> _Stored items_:
——————————
//! Fleet - a tracking service for small fleets of mobile units.
//!
//! Fleet ingests periodic position/status reports for units (vehicles,
//! carts), stores them in a small append-only time-series store keyed by
//! unit identity, and serves recent-history queries for visualization.
//! Every accepted write is also mirrored, best-effort, to all connected
//! WebSocket subscribers.
//!
//! # Architecture
//!
//! - [`store`]: append-only, tag-indexed point storage with tag-equality
//!   and time-range queries, behind the [`SeriesStore`] trait (in-memory
//!   and JSON-lines file backends).
//! - [`UnitRepository`]: translates [`UnitReport`]s to and from store
//!   points and implements the composite recent-history queries.
//! - [`server`]: axum HTTP API plus the `/ws` live-update channel.
//!
//! # Example
//!
//! ```ignore
//! use std::sync::Arc;
//! use fleet::{Config, StorageConfig, UnitReport, UnitRepository};
//! use fleet::clock::SystemClock;
//! use fleet::store::create_store;
//!
//! let clock = Arc::new(SystemClock);
//! let store = create_store(&StorageConfig::InMemory, clock.clone()).await?;
//! let repo = UnitRepository::new(store, clock);
//!
//! let report = UnitReport {
//!     latitude: 45.75,
//!     longitude: 3.03,
//!     status: 1,
//!     battery: 80.0,
//!     at_home: 0,
//! };
//! repo.insert("car_1", &report).await?;
//!
//! let recent = repo.get_recent("car_1", 10).await?;
//! assert_eq!(recent[0], report);
//! ```

pub mod clock;
mod config;
mod error;
mod model;
mod repository;
pub mod server;
pub mod store;

pub use config::{Config, FileStorageConfig, StorageConfig};
pub use error::{Error, Result};
pub use model::UnitReport;
pub use repository::UnitRepository;
pub use store::{create_store, SeriesStore};
//! Configuration for opening the report store.

use serde::{Deserialize, Serialize};

/// Configuration for opening the fleet store.
#[derive(Debug, Clone, Default)]
pub struct Config {
    /// Storage backend configuration.
    pub storage: StorageConfig,
}

/// Storage backend selection.
///
/// Defaults to a file-backed store at `fleet.db`. The in-memory backend is
/// useful for tests and throwaway deployments; its contents are lost on
/// shutdown.
#[derive(Debug, Clone, Serialize, Deserialize, PartialEq)]
#[serde(tag = "type")]
pub enum StorageConfig {
    InMemory,
    File(FileStorageConfig),
}

impl Default for StorageConfig {
    fn default() -> Self {
        StorageConfig::File(FileStorageConfig::default())
    }
}

/// File-backed storage configuration.
#[derive(Debug, Clone, Serialize, Deserialize, PartialEq)]
pub struct FileStorageConfig {
    /// Path to the JSON-lines data file. Created on first insert if absent.
    pub path: String,
}

impl Default for FileStorageConfig {
    fn default() -> Self {
        Self {
            path: "fleet.db".to_string(),
        }
    }
}
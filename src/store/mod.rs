//! Append-only, tag-indexed time-series point storage.
//!
//! The store holds immutable [`Point`]s: a store-assigned timestamp, a tag
//! map indexing identity, and a field map carrying the measurement. Queries
//! are expressed as [`Predicate`]s over tags and time. Two backends
//! implement the [`SeriesStore`] contract: an in-memory store for tests and
//! a JSON-lines file store for persistence.
//!
//! # Mutual exclusion
//!
//! Each backend guards its point log with a single `tokio::sync::RwLock`.
//! All mutations (insert, remove) take the write guard, so no two mutations
//! interleave at the storage layer; reads take the shared guard. Tokio's
//! lock is FIFO-fair, so no writer is starved.

mod file;
mod memory;

use std::collections::BTreeMap;
use std::sync::Arc;

use async_trait::async_trait;
use serde::{Deserialize, Serialize};

pub use file::FileStore;
pub use memory::MemoryStore;

use crate::clock::Clock;
use crate::config::StorageConfig;
use crate::error::Result;

/// Milliseconds since the Unix epoch, UTC.
pub type Timestamp = i64;

/// A single field value.
///
/// Serialized untagged, so JSON integers restore as `Integer` and JSON
/// floats as `Float`.
#[derive(Debug, Clone, PartialEq, Serialize, Deserialize)]
#[serde(untagged)]
pub enum FieldValue {
    Integer(i64),
    Float(f64),
}

impl FieldValue {
    /// Returns the value as a float, widening integers.
    pub fn as_float(&self) -> Option<f64> {
        match self {
            FieldValue::Float(v) => Some(*v),
            FieldValue::Integer(v) => Some(*v as f64),
        }
    }

    /// Returns the value as an integer, or `None` for floats.
    pub fn as_integer(&self) -> Option<i64> {
        match self {
            FieldValue::Integer(v) => Some(*v),
            FieldValue::Float(_) => None,
        }
    }
}

/// One stored record: store-assigned time plus tag and field maps.
#[derive(Debug, Clone, PartialEq, Serialize, Deserialize)]
pub struct Point {
    pub time: Timestamp,
    pub tags: BTreeMap<String, String>,
    pub fields: BTreeMap<String, FieldValue>,
}

/// A query predicate over stored points.
#[derive(Debug, Clone, PartialEq)]
pub enum Predicate {
    /// Matches every point.
    All,
    /// Matches points whose tag `key` equals `value`.
    TagEquals(String, String),
    /// Matches points with `time > after` (exclusive).
    TimeAfter(Timestamp),
}

impl Predicate {
    /// Tag-equality predicate on the given key.
    pub fn tag_equals(key: impl Into<String>, value: impl Into<String>) -> Self {
        Predicate::TagEquals(key.into(), value.into())
    }

    pub(crate) fn matches(&self, point: &Point) -> bool {
        match self {
            Predicate::All => true,
            Predicate::TagEquals(key, value) => {
                point.tags.get(key).map(|v| v == value).unwrap_or(false)
            }
            Predicate::TimeAfter(after) => point.time > *after,
        }
    }
}

/// Contract for time-series point storage.
///
/// Insert never fails on well-formed input; only I/O failures surface, as
/// [`Error::Storage`](crate::Error::Storage). When `sorted` is set, search
/// results are ordered by timestamp ascending; callers needing descending
/// order reverse the result. `limit` caps the result after ordering.
#[async_trait]
pub trait SeriesStore: Send + Sync {
    /// Appends a new point with a store-assigned timestamp.
    async fn insert(
        &self,
        tags: BTreeMap<String, String>,
        fields: BTreeMap<String, FieldValue>,
    ) -> Result<()>;

    /// Returns all points matching the predicate.
    async fn search(
        &self,
        predicate: &Predicate,
        sorted: bool,
        limit: Option<usize>,
    ) -> Result<Vec<Point>>;

    /// Deletes all points matching the predicate, returning the count
    /// removed.
    async fn remove(&self, predicate: &Predicate) -> Result<usize>;
}

/// Creates a store backend from configuration.
pub async fn create_store(
    config: &StorageConfig,
    clock: Arc<dyn Clock>,
) -> Result<Arc<dyn SeriesStore>> {
    match config {
        StorageConfig::InMemory => Ok(Arc::new(MemoryStore::new(clock))),
        StorageConfig::File(file_config) => {
            let store = FileStore::open(&file_config.path, clock).await?;
            Ok(Arc::new(store))
        }
    }
}

#[cfg(test)]
mod tests {
    use super::*;

    fn point_with_tag(time: Timestamp, id: &str) -> Point {
        Point {
            time,
            tags: BTreeMap::from([("id".to_string(), id.to_string())]),
            fields: BTreeMap::new(),
        }
    }

    #[test]
    fn should_match_tag_equality() {
        // given
        let point = point_with_tag(0, "car_1");

        // when / then
        assert!(Predicate::tag_equals("id", "car_1").matches(&point));
        assert!(!Predicate::tag_equals("id", "car_2").matches(&point));
        assert!(!Predicate::tag_equals("name", "car_1").matches(&point));
    }

    #[test]
    fn should_match_time_after_exclusively() {
        // given
        let point = point_with_tag(100, "car_1");

        // when / then
        assert!(Predicate::TimeAfter(99).matches(&point));
        assert!(!Predicate::TimeAfter(100).matches(&point));
    }

    #[test]
    fn should_widen_integer_fields_to_float() {
        // given / when / then
        assert_eq!(FieldValue::Integer(80).as_float(), Some(80.0));
        assert_eq!(FieldValue::Float(0.5).as_integer(), None);
    }

    #[test]
    fn should_round_trip_point_through_json() {
        // given
        let point = Point {
            time: 42,
            tags: BTreeMap::from([("id".to_string(), "car_1".to_string())]),
            fields: BTreeMap::from([
                ("battery".to_string(), FieldValue::Float(79.5)),
                ("status".to_string(), FieldValue::Integer(1)),
            ]),
        };

        // when
        let json = serde_json::to_string(&point).unwrap();
        let restored: Point = serde_json::from_str(&json).unwrap();

        // then
        assert_eq!(restored, point);
    }
}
——————————
> _Activity_: In the data above, find the line that contains "pub mod clock;" and the line that contains "time. Two backends". Repeat exactly those lines and every line between them, and only those.

> _Answer to the problem_:
pub mod clock;
mod config;
mod error;
mod model;
mod repository;
pub mod server;
pub mod store;

pub use config::{Config, FileStorageConfig, StorageConfig};
pub use error::{Error, Result};
pub use model::UnitReport;
pub use repository::UnitRepository;
pub use store::{create_store, SeriesStore};
//! Configuration for opening the report store.

use serde::{Deserialize, Serialize};

/// Configuration for opening the fleet store.
#[derive(Debug, Clone, Default)]
pub struct Config {
    /// Storage backend configuration.
    pub storage: StorageConfig,
}

/// Storage backend selection.
///
/// Defaults to a file-backed store at `fleet.db`. The in-memory backend is
/// useful for tests and throwaway deployments; its contents are lost on
/// shutdown.
#[derive(Debug, Clone, Serialize, Deserialize, PartialEq)]
#[serde(tag = "type")]
pub enum StorageConfig {
    InMemory,
    File(FileStorageConfig),
}

impl Default for StorageConfig {
    fn default() -> Self {
        StorageConfig::File(FileStorageConfig::default())
    }
}

/// File-backed storage configuration.
#[derive(Debug, Clone, Serialize, Deserialize, PartialEq)]
pub struct FileStorageConfig {
    /// Path to the JSON-lines data file. Created on first insert if absent.
    pub path: String,
}

impl Default for FileStorageConfig {
    fn default() -> Self {
        Self {
            path: "fleet.db".to_string(),
        }
    }
}
filename src/store/mod.rs
//! Append-only, tag-indexed time-series point storage.
//!
//! The store holds immutable [`Point`]s: a store-assigned timestamp, a tag
//! map indexing identity, and a field map carrying the measurement. Queries
//! are expressed as [`Predicate`]s over tags and time. Two backends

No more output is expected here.